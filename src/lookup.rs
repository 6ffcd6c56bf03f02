//! Lookup chain construction and navigation
//!
//! [`build_lookups`] turns parsed segments into a chain of [`LookupStep`]s.
//! Filters are resolved eagerly against the document snapshot the chain is
//! built from: each filter becomes the concrete position of the first element
//! satisfying all of its conditions. The chain is therefore only valid for
//! that snapshot.

use serde_json::{Map, Number, Value};
use tracing::trace;

use crate::error::{Result, TransformError};
use crate::path::{parse_path, Condition, PathSegment};
use crate::value_type_name;

/// One navigation step from a node to one of its children
#[derive(Debug, Clone, PartialEq, Eq)]
pub enum LookupStep {
    /// Child of a mapping by key
    Field(String),
    /// Element of a sequence by position
    Element(usize),
    /// Trailing filter without a match; write-back appends a new element
    Append,
}

impl LookupStep {
    fn expects(&self) -> &'static str {
        match self {
            LookupStep::Field(_) => "mapping",
            LookupStep::Element(_) | LookupStep::Append => "sequence",
        }
    }
}

/// Node the lookup walk currently stands on
#[derive(Clone, Copy)]
enum Cursor<'a> {
    Root(&'a Map<String, Value>),
    Node(&'a Value),
    /// Below a field missing from the document
    Absent,
}

/// Build the lookup chain for `segments` against the document snapshot `doc`
///
/// `doc` must be a mapping unless `segments` is empty.
///
/// # Errors
/// * A sequence key that is absent from the document
/// * An index outside the sequence
/// * A non-final filter, or a composite filter, without a matching element
/// * A mapping or sequence expected where another kind of node was found
pub fn build_lookups(doc: &Value, segments: &[PathSegment]) -> Result<Vec<LookupStep>> {
    match doc {
        Value::Object(root) => build_root_lookups(root, segments),
        _ if segments.is_empty() => Ok(Vec::new()),
        other => Err(TransformError::type_mismatch(
            "mapping",
            value_type_name(other),
        )),
    }
}

/// [`build_lookups`] for a snapshot held as its root mapping
pub fn build_root_lookups(
    root: &Map<String, Value>,
    segments: &[PathSegment],
) -> Result<Vec<LookupStep>> {
    let mut steps = Vec::with_capacity(segments.len());
    let mut cursor = Cursor::Root(root);

    for (pos, segment) in segments.iter().enumerate() {
        match segment {
            PathSegment::Map(key) | PathSegment::Scalar(key) => {
                cursor = child_field(cursor, key)?;
                steps.push(LookupStep::Field(key.clone()));
            }
            PathSegment::Sequence(key) => {
                cursor = match child_field(cursor, key)? {
                    Cursor::Node(seq @ Value::Array(_)) => Cursor::Node(seq),
                    Cursor::Node(other) => {
                        return Err(TransformError::type_mismatch(
                            "sequence",
                            value_type_name(other),
                        ));
                    }
                    Cursor::Root(_) | Cursor::Absent => {
                        return Err(TransformError::lookup_failed(format!(
                            "sequence '{key}' not found"
                        )));
                    }
                };
                steps.push(LookupStep::Field(key.clone()));
            }
            PathSegment::Index(index) => {
                let items = sequence_at(cursor)?;
                let idx = index.resolve(items.len()).ok_or_else(|| {
                    TransformError::lookup_failed(format!(
                        "index {index:?} out of range for sequence of {} elements",
                        items.len()
                    ))
                })?;
                cursor = Cursor::Node(&items[idx]);
                steps.push(LookupStep::Element(idx));
            }
            PathSegment::Filter(conditions) => {
                let items = sequence_at(cursor)?;
                let is_last = pos + 1 == segments.len();
                match find_element(items, conditions) {
                    Some(idx) => {
                        cursor = Cursor::Node(&items[idx]);
                        steps.push(LookupStep::Element(idx));
                    }
                    None if is_last && !segment.is_composite_filter() => {
                        cursor = Cursor::Absent;
                        steps.push(LookupStep::Append);
                    }
                    None => {
                        return Err(TransformError::lookup_failed(format!(
                            "no matching element for filter [{}]",
                            describe_conditions(conditions)
                        )));
                    }
                }
            }
        }
    }

    trace!(?steps, "built lookup chain");
    Ok(steps)
}

/// Parse `path` and return the node it addresses in `doc`
///
/// Returns `Ok(None)` when the final field is absent.
///
/// # Examples
/// ```
/// use serde_json::json;
/// use doc_transform::lookup::navigate_path;
///
/// let data = json!({"pods": [{"name": "a", "port": 80}, {"name": "b", "port": 81}]});
/// assert_eq!(navigate_path(&data, "pods[name=b].port").unwrap(), Some(&json!(81)));
/// assert_eq!(navigate_path(&data, "pods[0].image").unwrap(), None);
/// ```
pub fn navigate_path<'a>(doc: &'a Value, path: &str) -> Result<Option<&'a Value>> {
    let segments = parse_path(path)?;
    let steps = build_lookups(doc, &segments)?;
    locate(doc, &steps)
}

/// Follow `steps` from `doc`, `Ok(None)` when a field along the way is absent
pub fn locate<'a>(doc: &'a Value, steps: &[LookupStep]) -> Result<Option<&'a Value>> {
    let mut current = doc;
    for step in steps {
        current = match (step, current) {
            (LookupStep::Field(key), Value::Object(map)) => match map.get(key) {
                Some(child) => child,
                None => return Ok(None),
            },
            (LookupStep::Field(_), Value::Null) => return Ok(None),
            (LookupStep::Element(idx), Value::Array(items)) => {
                items.get(*idx).ok_or_else(|| out_of_range(*idx, items.len()))?
            }
            (LookupStep::Append, Value::Array(_)) => return Ok(None),
            (step, other) => {
                return Err(TransformError::type_mismatch(
                    step.expects(),
                    value_type_name(other),
                ));
            }
        };
    }
    Ok(Some(current))
}

/// [`locate`] starting from a root mapping
///
/// # Errors
/// An empty chain, which addresses the root mapping itself.
pub fn locate_in_root<'a>(
    root: &'a Map<String, Value>,
    steps: &[LookupStep],
) -> Result<Option<&'a Value>> {
    match steps.split_first() {
        Some((LookupStep::Field(key), rest)) => match root.get(key) {
            Some(child) => locate(child, rest),
            None => Ok(None),
        },
        Some((step, _)) => Err(TransformError::type_mismatch(step.expects(), "mapping")),
        None => Err(TransformError::invalid_operation(
            "an empty path addresses the root mapping, not a node",
        )),
    }
}

/// Mutable counterpart of [`locate`]; never creates anything
pub fn locate_mut<'a>(doc: &'a mut Value, steps: &[LookupStep]) -> Result<Option<&'a mut Value>> {
    let mut current = doc;
    for step in steps {
        current = match (step, current) {
            (LookupStep::Field(key), Value::Object(map)) => match map.get_mut(key) {
                Some(child) => child,
                None => return Ok(None),
            },
            (LookupStep::Field(_), Value::Null) => return Ok(None),
            (LookupStep::Element(idx), Value::Array(items)) => {
                let len = items.len();
                items.get_mut(*idx).ok_or_else(|| out_of_range(*idx, len))?
            }
            (LookupStep::Append, Value::Array(_)) => return Ok(None),
            (step, other) => {
                return Err(TransformError::type_mismatch(
                    step.expects(),
                    value_type_name(other),
                ));
            }
        };
    }
    Ok(Some(current))
}

/// Follow `steps` from `doc`, creating absent or null fields as empty mappings
pub(crate) fn ensure_mut<'a>(doc: &'a mut Value, steps: &[LookupStep]) -> Result<&'a mut Value> {
    let mut current = doc;
    for step in steps {
        if current.is_null() && matches!(step, LookupStep::Field(_)) {
            *current = Value::Object(Map::new());
        }
        current = match (step, current) {
            (LookupStep::Field(key), Value::Object(map)) => {
                map.entry(key.clone()).or_insert(Value::Null)
            }
            (LookupStep::Element(idx), Value::Array(items)) => {
                let len = items.len();
                items.get_mut(*idx).ok_or_else(|| out_of_range(*idx, len))?
            }
            (LookupStep::Append, _) => {
                return Err(TransformError::invalid_operation(
                    "cannot navigate through an unmatched filter",
                ));
            }
            (step, other) => {
                return Err(TransformError::type_mismatch(
                    step.expects(),
                    value_type_name(other),
                ));
            }
        };
    }
    Ok(current)
}

/// Position of the first element satisfying every condition
pub fn find_element(items: &[Value], conditions: &[Condition]) -> Option<usize> {
    items
        .iter()
        .position(|elem| conditions.iter().all(|cond| condition_matches(elem, cond)))
}

/// Check one condition against a sequence element, descending through a
/// dotted key
pub fn condition_matches(elem: &Value, condition: &Condition) -> bool {
    let mut node = elem;
    for component in &condition.key {
        match node.as_object().and_then(|map| map.get(component)) {
            Some(child) => node = child,
            None => return false,
        }
    }
    scalar_matches(node, &condition.value)
}

/// Native scalar equality between a document scalar and a literal
///
/// Integers compare exactly. Other numbers match their textual form as well
/// as any literal parsing to the same float, so `123` matches `"123"` and
/// `1.50` matches `1.5`.
pub fn scalar_matches(value: &Value, literal: &str) -> bool {
    match value {
        Value::String(s) => s == literal,
        Value::Number(n) => n.to_string() == literal || number_matches(n, literal),
        Value::Bool(b) => literal == if *b { "true" } else { "false" },
        Value::Null => literal == "null" || literal == "~",
        Value::Array(_) | Value::Object(_) => false,
    }
}

fn number_matches(n: &Number, literal: &str) -> bool {
    if n.is_f64() {
        return literal.parse::<f64>().is_ok_and(|lit| n.as_f64() == Some(lit));
    }
    // integers compare exactly, floats lose precision past 2^53
    if let Ok(lit) = literal.parse::<i64>() {
        return n.as_i64() == Some(lit);
    }
    if let Ok(lit) = literal.parse::<u64>() {
        return n.as_u64() == Some(lit);
    }
    literal.parse::<f64>().is_ok_and(|lit| n.as_f64() == Some(lit))
}

fn child_field<'a>(cursor: Cursor<'a>, key: &str) -> Result<Cursor<'a>> {
    let map = match cursor {
        Cursor::Root(map) | Cursor::Node(Value::Object(map)) => map,
        Cursor::Absent | Cursor::Node(Value::Null) => return Ok(Cursor::Absent),
        Cursor::Node(other) => {
            return Err(TransformError::type_mismatch(
                "mapping",
                value_type_name(other),
            ));
        }
    };
    Ok(map.get(key).map_or(Cursor::Absent, Cursor::Node))
}

fn sequence_at(cursor: Cursor<'_>) -> Result<&[Value]> {
    match cursor {
        Cursor::Node(Value::Array(items)) => Ok(items),
        Cursor::Node(other) => Err(TransformError::type_mismatch(
            "sequence",
            value_type_name(other),
        )),
        Cursor::Root(_) => Err(TransformError::type_mismatch("sequence", "mapping")),
        Cursor::Absent => Err(TransformError::lookup_failed("sequence not found")),
    }
}

fn out_of_range(idx: usize, len: usize) -> TransformError {
    TransformError::lookup_failed(format!(
        "index {idx} out of range for sequence of {len} elements"
    ))
}

pub(crate) fn describe_conditions(conditions: &[Condition]) -> String {
    conditions
        .iter()
        .map(|cond| format!("{}={}", cond.key_path(), cond.value))
        .collect::<Vec<_>>()
        .join(",")
}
-=-=-
What is expected: Referring to the material above, set down exactly the lines between the line with "descending through a" and the line with "for component in", inclusive, and no other lines.

Solution for this problem:
/// Check one condition against a sequence element, descending through a
/// dotted key
pub fn condition_matches(elem: &Value, condition: &Condition) -> bool {
    let mut node = elem;
    for component in &condition.key {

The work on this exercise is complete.